### YOUR INSTRUCTIONS
Show all lines from the records below in which the string "GeneratedFunction" is present.

### DATA SUPPLIED

//! Driver that compiles a typed syntax tree and dumps the pipeline stages.
//!
//! The tree is read as JSON, from a file or stdin, and compiled against a
//! recording host, so no C compiler is needed.
//!
//! # Usage
//!
//! ```bash
//! # IR and generated C of a tree produced by a front end
//! ravel-dump tree.json --print-ir --emit-c
//!
//! # CFG and dominators, with pipeline tracing
//! RUST_LOG=ravel=debug ravel-dump tree.json --print-cfg --print-dom
//! ```

use clap::Parser;
use ravel::codegen::RecordingHost;
use ravel::{CompilationSession, Compiler, CompilerOptions, SyntaxTree};
use std::fs;
use std::io::{self, Read};

#[derive(Parser)]
#[command(
    name = "ravel-dump",
    about = "Compile a typed syntax tree and dump IR, CFG and C",
    version = env!("CARGO_PKG_VERSION")
)]
struct Cli {
    /// JSON syntax tree; stdin when omitted
    input: Option<String>,

    /// Print the linearized IR
    #[arg(long = "print-ir")]
    print_ir: bool,

    /// Print the control flow graph of every proc
    #[arg(long = "print-cfg")]
    print_cfg: bool,

    /// Print the immediate dominators of every proc
    #[arg(long = "print-dom")]
    print_dom: bool,

    /// Print the generated C unit
    #[arg(long = "emit-c")]
    emit_c: bool,

    /// Write the generated C unit to a file
    #[arg(short, long, value_name = "FILE")]
    output: Option<String>,

    /// Prefix of generated function names
    #[arg(long, default_value = ravel::config::DEFAULT_FUNCTION_PREFIX)]
    prefix: String,

    /// Leave the C preamble out of the unit
    #[arg(long = "no-preamble")]
    no_preamble: bool,

    /// Print session statistics to stderr
    #[arg(long)]
    stats: bool,
}

fn main() -> Result<(), Box<dyn std::error::Error>> {
    env_logger::init();
    let cli = Cli::parse();

    let text = match &cli.input {
        Some(path) => fs::read_to_string(path)?,
        None => {
            let mut buffer = String::new();
            io::stdin().read_to_string(&mut buffer)?;
            buffer
        }
    };
    let tree = SyntaxTree::from_json(&text)?;

    let mut options = CompilerOptions::new().with_function_prefix(cli.prefix.clone());
    if cli.no_preamble {
        options = options.without_preamble();
    }

    let arena = bumpalo::Bump::new();
    let session = CompilationSession::new(&arena);
    let compiler = Compiler::new(&session, options);
    let mut host = RecordingHost::new();
    let root = host.root();
    let compiled = compiler.compile(&tree, &mut host, root)?;

    if cli.print_ir {
        print!("{}", compiled.module.dump());
    }
    for proc in compiled.module.procs() {
        if cli.print_cfg {
            if let Some(cfg) = &proc.cfg {
                println!("CFG for Proc%{}", proc.id.0);
                print!("{}", cfg);
            }
        }
        if cli.print_dom {
            if let Some(dominators) = &proc.dominators {
                println!("Dominators for Proc%{}", proc.id.0);
                print!("{}", dominators);
            }
        }
    }
    if cli.emit_c {
        print!("{}", compiled.unit.source);
    }
    if let Some(path) = &cli.output {
        fs::write(path, &compiled.unit.source)?;
        log::info!("wrote {} bytes to {}", compiled.unit.source.len(), path);
    }
    if cli.stats {
        eprint!("{}", session.stats());
    }
    Ok(())
}
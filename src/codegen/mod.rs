// This module drives C code generation for a whole module. The proc tree is walked parents
// first; for each proc the host prototype is brought up to date before any text is produced
// (upvalue descriptors, parameter count, every string constant interned so the emitter can
// address it by host index), the frame is laid out, the function body is emitted, and the
// frame size is reported back. Children get their prototypes from new_child_prototype in
// child-list order, so the child index a Closure instruction carries matches the host's
// prototype order. The generated unit is the preamble followed by one function per proc,
// each named <prefix><proc id>.

//! C code generation through host callbacks.

pub mod emit;
pub mod frame;
pub mod host;
pub mod preamble;

pub use frame::FrameLayout;
pub use host::{Host, HostEvent, RecordedPrototype, RecordingHost};
pub use preamble::DEFAULT_PREAMBLE;

use crate::config::CompilerOptions;
use crate::core::{CompilationSession, CompileResult};
use crate::ir::{ConstantValue, Module, ProcId};
use emit::FunctionEmitter;
use hashbrown::HashMap;

/// One generated C function and the prototype it belongs to.
#[derive(Debug, Clone)]
pub struct GeneratedFunction<P> {
    pub proc: ProcId,
    pub name: String,
    pub prototype: P,
    pub frame: FrameLayout,
}

/// A complete C translation unit.
#[derive(Debug, Clone)]
pub struct GeneratedUnit<P> {
    pub source: String,
    pub functions: Vec<GeneratedFunction<P>>,
}

pub struct CodeGenerator<'o> {
    options: &'o CompilerOptions,
}

impl<'o> CodeGenerator<'o> {
    pub fn new(options: &'o CompilerOptions) -> Self {
        Self { options }
    }

    /// Generate every proc of `module`, starting at the root proc whose
    /// prototype is `root`.
    pub fn generate<H: Host>(
        &self,
        session: &CompilationSession<'_>,
        module: &Module<'_>,
        host: &mut H,
        root: H::Prototype,
    ) -> CompileResult<GeneratedUnit<H::Prototype>> {
        let mut unit = GeneratedUnit {
            source: String::new(),
            functions: Vec::with_capacity(module.len()),
        };
        if self.options.emit_preamble {
            unit.source.push_str(self.options.preamble());
            unit.source.push('\n');
        }
        if let Some(id) = module.root() {
            self.generate_proc(session, module, id, host, root, &mut unit)?;
        }
        Ok(unit)
    }

    /// Name of the C function generated for `proc`.
    pub fn function_name(&self, proc: ProcId) -> String {
        format!("{}{}", self.options.function_prefix, proc.0)
    }

    fn generate_proc<H: Host>(
        &self,
        session: &CompilationSession<'_>,
        module: &Module<'_>,
        id: ProcId,
        host: &mut H,
        proto: H::Prototype,
        unit: &mut GeneratedUnit<H::Prototype>,
    ) -> CompileResult<()> {
        let proc = module.proc(id);
        for upvalue in &proc.upvalues {
            host.declare_upvalue(
                &proto,
                upvalue.name,
                upvalue.source_index,
                upvalue.in_parent_local,
                upvalue.ty,
            )?;
        }
        host.set_parameter_count(&proto, proc.num_params)?;

        let mut strings = HashMap::new();
        for (index, value) in proc.constants.iter() {
            if let ConstantValue::String(s) = value {
                strings.insert(index, host.intern_string_constant(&proto, s.as_bytes())?);
            }
        }

        let frame = FrameLayout::compute(proc);
        let name = self.function_name(id);
        let text = FunctionEmitter::new(proc, frame, &strings, &name).emit()?;
        host.set_max_stack_slots(&proto, frame.size())?;

        log::debug!("generated {} ({} bytes, {} stack slots)", name, text.len(), frame.size());
        session.record_function_generated(&name, text.len());
        unit.source.push_str(&text);
        unit.source.push('\n');
        unit.functions.push(GeneratedFunction {
            proc: id,
            name,
            prototype: proto.clone(),
            frame,
        });

        for &child in &proc.children {
            let child_proto = host.new_child_prototype(&proto)?;
            self.generate_proc(session, module, child, host, child_proto, unit)?;
        }
        Ok(())
    }
}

### EXERCISE SOLUTION
pub struct GeneratedFunction<P> {
    pub functions: Vec<GeneratedFunction<P>>,
        unit.functions.push(GeneratedFunction {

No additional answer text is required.